*** Block opens ***
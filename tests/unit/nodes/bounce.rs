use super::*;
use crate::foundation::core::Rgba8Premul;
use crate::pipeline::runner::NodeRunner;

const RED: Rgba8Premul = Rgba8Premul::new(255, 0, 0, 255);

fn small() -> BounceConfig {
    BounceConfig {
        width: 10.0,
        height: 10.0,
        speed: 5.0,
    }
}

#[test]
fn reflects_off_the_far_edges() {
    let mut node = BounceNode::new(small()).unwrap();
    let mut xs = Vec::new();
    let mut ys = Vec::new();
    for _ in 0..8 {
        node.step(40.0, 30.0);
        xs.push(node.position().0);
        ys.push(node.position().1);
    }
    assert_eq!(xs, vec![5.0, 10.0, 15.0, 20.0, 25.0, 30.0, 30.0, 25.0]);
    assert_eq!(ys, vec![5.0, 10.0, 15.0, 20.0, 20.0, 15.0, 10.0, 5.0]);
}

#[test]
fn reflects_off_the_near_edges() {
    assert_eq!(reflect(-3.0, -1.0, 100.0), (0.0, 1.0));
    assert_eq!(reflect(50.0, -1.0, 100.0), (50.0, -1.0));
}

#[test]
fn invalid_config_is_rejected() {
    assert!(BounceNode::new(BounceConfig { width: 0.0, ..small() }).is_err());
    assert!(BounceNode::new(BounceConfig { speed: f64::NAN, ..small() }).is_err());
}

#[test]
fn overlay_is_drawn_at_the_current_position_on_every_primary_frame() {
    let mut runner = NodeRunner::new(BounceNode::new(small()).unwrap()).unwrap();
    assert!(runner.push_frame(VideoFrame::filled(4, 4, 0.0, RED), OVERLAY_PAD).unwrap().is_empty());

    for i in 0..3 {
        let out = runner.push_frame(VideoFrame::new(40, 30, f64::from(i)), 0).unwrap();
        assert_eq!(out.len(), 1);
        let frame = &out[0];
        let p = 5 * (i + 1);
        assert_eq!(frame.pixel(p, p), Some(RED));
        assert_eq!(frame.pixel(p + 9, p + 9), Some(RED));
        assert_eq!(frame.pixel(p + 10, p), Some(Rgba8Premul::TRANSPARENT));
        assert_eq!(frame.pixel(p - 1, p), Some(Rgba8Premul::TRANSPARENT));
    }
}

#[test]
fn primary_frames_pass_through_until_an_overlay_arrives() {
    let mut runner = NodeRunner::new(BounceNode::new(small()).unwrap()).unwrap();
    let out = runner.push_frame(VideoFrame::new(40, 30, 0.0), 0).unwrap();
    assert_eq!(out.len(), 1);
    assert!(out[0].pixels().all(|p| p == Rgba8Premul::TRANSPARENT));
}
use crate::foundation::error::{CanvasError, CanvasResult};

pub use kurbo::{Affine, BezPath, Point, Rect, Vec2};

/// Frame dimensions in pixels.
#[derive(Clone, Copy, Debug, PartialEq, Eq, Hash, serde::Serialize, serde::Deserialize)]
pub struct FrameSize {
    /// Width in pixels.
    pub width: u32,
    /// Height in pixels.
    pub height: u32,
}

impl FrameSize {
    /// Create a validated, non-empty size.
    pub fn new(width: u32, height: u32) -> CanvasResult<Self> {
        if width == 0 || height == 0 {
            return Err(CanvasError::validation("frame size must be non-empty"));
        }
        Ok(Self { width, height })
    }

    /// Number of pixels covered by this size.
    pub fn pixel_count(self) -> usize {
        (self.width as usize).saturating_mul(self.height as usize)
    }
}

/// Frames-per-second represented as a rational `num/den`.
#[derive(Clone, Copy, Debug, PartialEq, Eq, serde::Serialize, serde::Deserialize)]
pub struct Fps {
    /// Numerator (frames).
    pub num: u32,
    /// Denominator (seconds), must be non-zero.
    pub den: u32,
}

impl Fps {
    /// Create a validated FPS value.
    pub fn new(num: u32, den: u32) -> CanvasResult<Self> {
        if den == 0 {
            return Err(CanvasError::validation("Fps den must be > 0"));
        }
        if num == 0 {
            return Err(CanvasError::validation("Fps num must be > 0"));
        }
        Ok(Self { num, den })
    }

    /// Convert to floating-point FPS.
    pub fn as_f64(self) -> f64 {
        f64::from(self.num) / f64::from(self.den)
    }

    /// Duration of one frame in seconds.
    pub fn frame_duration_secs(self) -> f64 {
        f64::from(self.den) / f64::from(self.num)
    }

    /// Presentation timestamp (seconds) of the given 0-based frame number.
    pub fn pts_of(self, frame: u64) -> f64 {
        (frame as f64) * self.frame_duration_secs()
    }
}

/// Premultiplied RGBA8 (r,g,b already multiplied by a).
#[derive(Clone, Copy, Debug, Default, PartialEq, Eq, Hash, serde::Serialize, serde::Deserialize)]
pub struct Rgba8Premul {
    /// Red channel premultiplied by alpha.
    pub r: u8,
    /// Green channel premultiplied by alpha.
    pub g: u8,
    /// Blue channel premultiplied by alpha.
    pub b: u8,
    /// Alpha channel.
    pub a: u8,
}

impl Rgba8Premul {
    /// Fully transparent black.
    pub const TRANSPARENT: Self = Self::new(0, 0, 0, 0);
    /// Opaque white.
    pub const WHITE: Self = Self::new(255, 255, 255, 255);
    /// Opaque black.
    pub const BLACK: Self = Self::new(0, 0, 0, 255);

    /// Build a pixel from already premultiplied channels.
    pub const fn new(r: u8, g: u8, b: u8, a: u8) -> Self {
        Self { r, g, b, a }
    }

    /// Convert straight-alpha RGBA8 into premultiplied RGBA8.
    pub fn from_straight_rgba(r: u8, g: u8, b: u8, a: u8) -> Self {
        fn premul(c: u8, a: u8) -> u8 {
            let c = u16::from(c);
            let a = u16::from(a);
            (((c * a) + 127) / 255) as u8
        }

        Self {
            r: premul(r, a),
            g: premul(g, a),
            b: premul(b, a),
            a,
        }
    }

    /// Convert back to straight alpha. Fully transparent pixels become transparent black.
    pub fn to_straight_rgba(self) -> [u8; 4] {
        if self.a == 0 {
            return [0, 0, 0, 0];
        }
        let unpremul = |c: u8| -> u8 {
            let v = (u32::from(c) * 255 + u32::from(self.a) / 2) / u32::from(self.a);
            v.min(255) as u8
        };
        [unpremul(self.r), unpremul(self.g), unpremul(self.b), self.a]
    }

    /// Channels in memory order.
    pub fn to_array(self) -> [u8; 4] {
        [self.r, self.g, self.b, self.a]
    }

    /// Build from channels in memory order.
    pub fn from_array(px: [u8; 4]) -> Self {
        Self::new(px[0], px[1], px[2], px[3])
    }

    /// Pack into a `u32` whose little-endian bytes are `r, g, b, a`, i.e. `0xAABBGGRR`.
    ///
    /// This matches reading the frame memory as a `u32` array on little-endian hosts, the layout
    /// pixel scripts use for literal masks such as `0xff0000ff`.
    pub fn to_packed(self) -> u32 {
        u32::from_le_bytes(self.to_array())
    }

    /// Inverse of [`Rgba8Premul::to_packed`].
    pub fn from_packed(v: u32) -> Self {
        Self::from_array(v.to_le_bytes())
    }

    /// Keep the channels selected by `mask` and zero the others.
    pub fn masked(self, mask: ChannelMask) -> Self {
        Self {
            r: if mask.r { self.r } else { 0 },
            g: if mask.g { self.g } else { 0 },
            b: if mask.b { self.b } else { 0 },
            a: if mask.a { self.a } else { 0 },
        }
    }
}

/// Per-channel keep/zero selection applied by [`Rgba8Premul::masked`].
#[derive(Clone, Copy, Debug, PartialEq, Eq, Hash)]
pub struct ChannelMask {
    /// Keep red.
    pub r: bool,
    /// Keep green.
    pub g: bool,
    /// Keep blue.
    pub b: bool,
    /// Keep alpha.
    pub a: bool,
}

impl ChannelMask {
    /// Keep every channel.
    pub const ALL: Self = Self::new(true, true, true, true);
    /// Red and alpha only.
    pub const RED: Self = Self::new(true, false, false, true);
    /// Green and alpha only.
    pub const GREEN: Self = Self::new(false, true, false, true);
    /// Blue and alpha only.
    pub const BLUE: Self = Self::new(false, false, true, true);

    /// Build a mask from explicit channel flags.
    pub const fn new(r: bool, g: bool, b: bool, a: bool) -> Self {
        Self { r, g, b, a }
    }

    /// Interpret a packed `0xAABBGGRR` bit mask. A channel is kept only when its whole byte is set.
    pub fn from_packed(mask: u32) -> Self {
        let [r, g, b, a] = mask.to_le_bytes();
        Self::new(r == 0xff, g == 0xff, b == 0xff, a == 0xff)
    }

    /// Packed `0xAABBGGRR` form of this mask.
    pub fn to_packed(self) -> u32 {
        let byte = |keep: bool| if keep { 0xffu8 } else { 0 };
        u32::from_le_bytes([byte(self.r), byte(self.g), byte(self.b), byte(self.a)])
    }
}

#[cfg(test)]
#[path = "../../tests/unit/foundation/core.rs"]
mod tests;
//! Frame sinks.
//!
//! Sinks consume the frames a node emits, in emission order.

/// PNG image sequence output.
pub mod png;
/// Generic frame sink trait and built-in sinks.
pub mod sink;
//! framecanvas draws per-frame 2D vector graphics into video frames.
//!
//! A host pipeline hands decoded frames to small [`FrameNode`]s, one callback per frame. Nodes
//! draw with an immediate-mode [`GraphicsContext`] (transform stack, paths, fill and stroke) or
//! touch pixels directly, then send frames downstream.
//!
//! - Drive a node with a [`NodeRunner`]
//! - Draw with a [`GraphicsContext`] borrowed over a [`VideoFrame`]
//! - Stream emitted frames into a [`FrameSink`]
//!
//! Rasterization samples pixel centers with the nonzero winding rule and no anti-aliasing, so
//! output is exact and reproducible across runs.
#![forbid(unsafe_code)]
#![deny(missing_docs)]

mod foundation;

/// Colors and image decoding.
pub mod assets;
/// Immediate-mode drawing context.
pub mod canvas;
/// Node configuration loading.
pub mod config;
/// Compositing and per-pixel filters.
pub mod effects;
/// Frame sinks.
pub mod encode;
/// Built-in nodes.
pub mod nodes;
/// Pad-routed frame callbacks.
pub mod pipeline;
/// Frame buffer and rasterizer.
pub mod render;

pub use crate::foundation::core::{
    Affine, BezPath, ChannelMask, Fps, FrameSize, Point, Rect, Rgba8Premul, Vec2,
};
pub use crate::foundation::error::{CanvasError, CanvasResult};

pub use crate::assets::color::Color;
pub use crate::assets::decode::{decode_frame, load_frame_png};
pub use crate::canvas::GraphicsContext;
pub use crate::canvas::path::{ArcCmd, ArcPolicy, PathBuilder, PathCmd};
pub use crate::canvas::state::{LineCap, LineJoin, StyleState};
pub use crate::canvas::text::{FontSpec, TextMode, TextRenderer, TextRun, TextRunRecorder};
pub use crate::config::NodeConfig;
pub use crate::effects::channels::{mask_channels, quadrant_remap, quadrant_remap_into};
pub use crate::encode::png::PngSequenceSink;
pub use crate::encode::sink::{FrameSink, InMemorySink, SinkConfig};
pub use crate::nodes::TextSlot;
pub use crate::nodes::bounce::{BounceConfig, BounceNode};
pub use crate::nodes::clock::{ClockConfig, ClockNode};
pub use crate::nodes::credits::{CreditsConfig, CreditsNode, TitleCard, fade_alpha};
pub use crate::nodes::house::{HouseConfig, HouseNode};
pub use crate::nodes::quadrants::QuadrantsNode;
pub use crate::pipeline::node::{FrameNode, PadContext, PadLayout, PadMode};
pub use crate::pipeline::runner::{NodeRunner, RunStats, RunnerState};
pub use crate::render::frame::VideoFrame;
*** Block closes ***
** The problem **
Where does the string "already" appear in the records above? Show every line that holds it.

** Result of the exercise **
/// Premultiplied RGBA8 (r,g,b already multiplied by a).
    /// Build a pixel from already premultiplied channels.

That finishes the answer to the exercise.